Students rioting to preserve middle class puberty rites, not world class education

I am torn between guilt and reason by the debate over student fees. I was the first generation of my family to go away to University but not the first to go to University. My father and grandfather took years of evenings and week-ends to acquire their degrees at Universities which no longer offer this option. Meanwhile my mother’s family could not afford to let her or her elder brother take up the scholarships they won. I am married into a Scots family which is fanatical about education and self-improvement as a duty, and the first call on the family finances, not just a privilege to be paid for by others. But thirty years ago, in a paper on “Training for Multi-Career Lives” I argued that the our educational priorities had to change.

“We can no longer afford to spend one or two decades of detailed preparation for a single life-long career progression. Instead we should aim, like our ancestors, to impart those basic skills almost certain to be in continuous demand and to build a system capable of responding rapidly to change, and disseminating new skills to any age group when necessary.”

The late Donald Michie had asked me to write a paper on the implications for education of a world in which we would have not only global on-line communications but also ubiquitous “intelligent systems”, for a conference he was organising for the UK technical press.

My basic argument was that “The possession of book-learning or logical reasoning ability will lose status just as literacy did when everyone could read and write. The human touches of sympathy and creativity will be the hallmark of the high status job … It removes the main justification for the examination treadmill to which we chain our adolescent youth in a set of puberty rites crueler than those of primitive Africa. At least in Africa they do not label any of the participants as failures!”

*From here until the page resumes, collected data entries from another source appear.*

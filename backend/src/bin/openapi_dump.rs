//! Print the OpenAPI document as JSON or YAML.
#![cfg_attr(not(any(test, doctest)), deny(clippy::unwrap_used))]
#![cfg_attr(not(any(test, doctest)), deny(clippy::expect_used))]

use std::io::{self, Write};
use std::path::{Path, PathBuf};

use cap_std::{ambient_authority, fs::Dir};
use clap::{Parser, ValueEnum};
use poi_backend::doc::ApiDoc;
use utoipa::OpenApi;

/// Output encoding for the document.
#[derive(Debug, Clone, Copy, Default, ValueEnum)]
enum Format {
    #[default]
    Json,
    Yaml,
}

/// `openapi-dump` command arguments.
#[derive(Debug, Clone, Parser)]
#[command(
    name = "openapi-dump",
    about = "Print the POI catalogue OpenAPI document",
    version
)]
struct CliArgs {
    /// Document encoding.
    #[arg(long, value_enum, default_value_t = Format::Json)]
    format: Format,
    /// Write to this file instead of standard output.
    #[arg(long, value_name = "path")]
    output: Option<PathBuf>,
}

fn render(format: Format) -> io::Result<String> {
    let doc = ApiDoc::openapi();
    match format {
        Format::Json => doc.to_pretty_json().map_err(io::Error::other),
        Format::Yaml => doc.to_yaml().map_err(io::Error::other),
    }
}

fn write_to(path: &Path, contents: &str) -> io::Result<()> {
    let parent = path
        .parent()
        .filter(|dir| !dir.as_os_str().is_empty())
        .unwrap_or_else(|| Path::new("."));
    let file_name = path
        .file_name()
        .ok_or_else(|| io::Error::other(format!("{} has no file name", path.display())))?;
    let dir = Dir::open_ambient_dir(parent, ambient_authority())?;
    dir.write(file_name, contents)
}

fn main() -> io::Result<()> {
    let args = CliArgs::parse();
    let document = render(args.format)?;
    match args.output {
        Some(path) => write_to(&path, &document),
        None => writeln!(io::stdout().lock(), "{document}"),
    }
}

My “fee” was five days of mind blowing discussion for my wife and myself, hosted by Sperry, at St Paul-de-Vence, with speakers like Ed Feigenbaum, Walter Bodmer and Sir Ieuan Maddock, a great selection of sci-fi films and arguments round the pool and late into the night with a couple of dozen well informed and interested journalists.

At the end I was given a cartoon of myself as the candyman giving a stick of rock (alias smoking dynamite) to a child. In answer to a question I had said that my objective in proposing the Micros in Schools programme had been to destabilise the system, by giving kids access to technology in a way that would make change inevitable.

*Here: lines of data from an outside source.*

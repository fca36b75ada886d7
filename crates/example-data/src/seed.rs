//! Generated POI seed types.
//!
//! This module defines the output types from POI generation. These types are
//! independent of backend domain types to avoid circular dependencies.

use serde::{Deserialize, Serialize};

/// Category codes understood by the backend.
///
/// Mirrors the backend's `PoiCategory` discriminants. Codes are append-only,
/// so new categories must be added at the end.
pub const CATEGORY_CODES: [u8; 5] = [0, 1, 2, 3, 4];

/// A generated example POI record.
///
/// Carries the fields needed to create a POI in the backend. The category is
/// kept as its stable numeric code.
///
/// # Example
///
/// ```
/// use example_data::ExamplePoiSeed;
///
/// let poi = ExamplePoiSeed {
///     name: "Hartmann Museum".to_owned(),
///     latitude: 52.52,
///     longitude: 13.405,
///     category_code: 2,
/// };
///
/// assert_eq!(poi.name, "Hartmann Museum");
/// ```
#[derive(Debug, Clone, PartialEq, Serialize, Deserialize)]
#[serde(rename_all = "camelCase")]
pub struct ExamplePoiSeed {
    /// Human-readable POI name.
    pub name: String,
    /// Latitude in decimal degrees.
    pub latitude: f64,
    /// Longitude in decimal degrees.
    pub longitude: f64,
    /// Stable category code, one of [`CATEGORY_CODES`].
    pub category_code: u8,
}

The success was temporary. Computing in Schools was subsequently turned into “IT” and made as boring as other subjects where the teachers lack understanding or enthusiasm and are going through the motions.

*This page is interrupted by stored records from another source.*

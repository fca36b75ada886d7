//! OpenAPI documentation configuration.
//!
//! This module defines the [`ApiDoc`] struct which generates the OpenAPI
//! specification for the REST API. It registers:
//!
//! - **Paths**: the POI create, delete, and search endpoints plus the health
//!   probes
//! - **Schemas**: request and response payloads, the POI value objects they
//!   embed, and the error envelope
//!
//! The generated specification is exported via
//! `cargo run --bin openapi-dump` for external tooling.

use utoipa::OpenApi;

use crate::domain::ports::{
    CreatePoiResponse, DeletePoiRequest, PoiCreatePayload, PoiSearchDataPayload,
};
use crate::domain::{AreaAndCategoryPayload, Error, ErrorCode, PoiCategory, PoiId, Position};
use crate::inbound::http::pois::SearchPoisResponseBody;

/// OpenAPI document for the REST API.
#[derive(OpenApi)]
#[openapi(
    info(
        title = "POI catalogue",
        description = "Create, delete, and search points of interest."
    ),
    paths(
        crate::inbound::http::pois::create_poi,
        crate::inbound::http::pois::delete_poi,
        crate::inbound::http::pois::search_pois,
        crate::inbound::http::health::ready,
        crate::inbound::http::health::live,
    ),
    components(schemas(
        AreaAndCategoryPayload,
        CreatePoiResponse,
        DeletePoiRequest,
        Error,
        ErrorCode,
        PoiCategory,
        PoiCreatePayload,
        PoiId,
        PoiSearchDataPayload,
        Position,
        SearchPoisResponseBody,
    )),
    tags(
        (name = "pois", description = "POI catalogue operations"),
        (name = "health", description = "Orchestration probes"),
    )
)]
pub struct ApiDoc;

In my paper I described the skills and possible jobs of the future but the key point was that we would change career several terms. That would mean we needed to shift resources away from the 14 – 21 examination treadmill and shipping students round the country for three years, to investing in on-line life-long learning networks (albeit with residential modules).

We can now see that happening around the world. But the UK is lagging because the final sentence of my paper was all too prescient.

“… throwing money at the system will probably serve to delay those changes, while financial crisis and constructive publicity for the alternatives may well help to promote them.”

Now the money has run out and change will come with a sudden painful jolt, beaten forward with stick rather than phased over time, led with carrots.

The original paper was contained in “Intelligent Systems: the unprecedented opportunity”, edited by Jean Hayes and Donald Michie, published by Ellis Horwood, 1983, ISBN 0-85312-646-1 . A revised version, with political recommendations was published by the Bow Group as “Learning for Change”. The latter sold out after a truly vitriolic review by a well-known academic who greatly resented the suggestion that teaching be regarded as a natural second or third career for those who had experience of the world of work and/or brought up children of their own. Neither version is currently available on-line but if anyone would like to put it on a website – even if only to take pot shots – I will scan my only copy and send it to them.

[P.S. December 20th Thank you to Ian Brown who has now put it on-line for me]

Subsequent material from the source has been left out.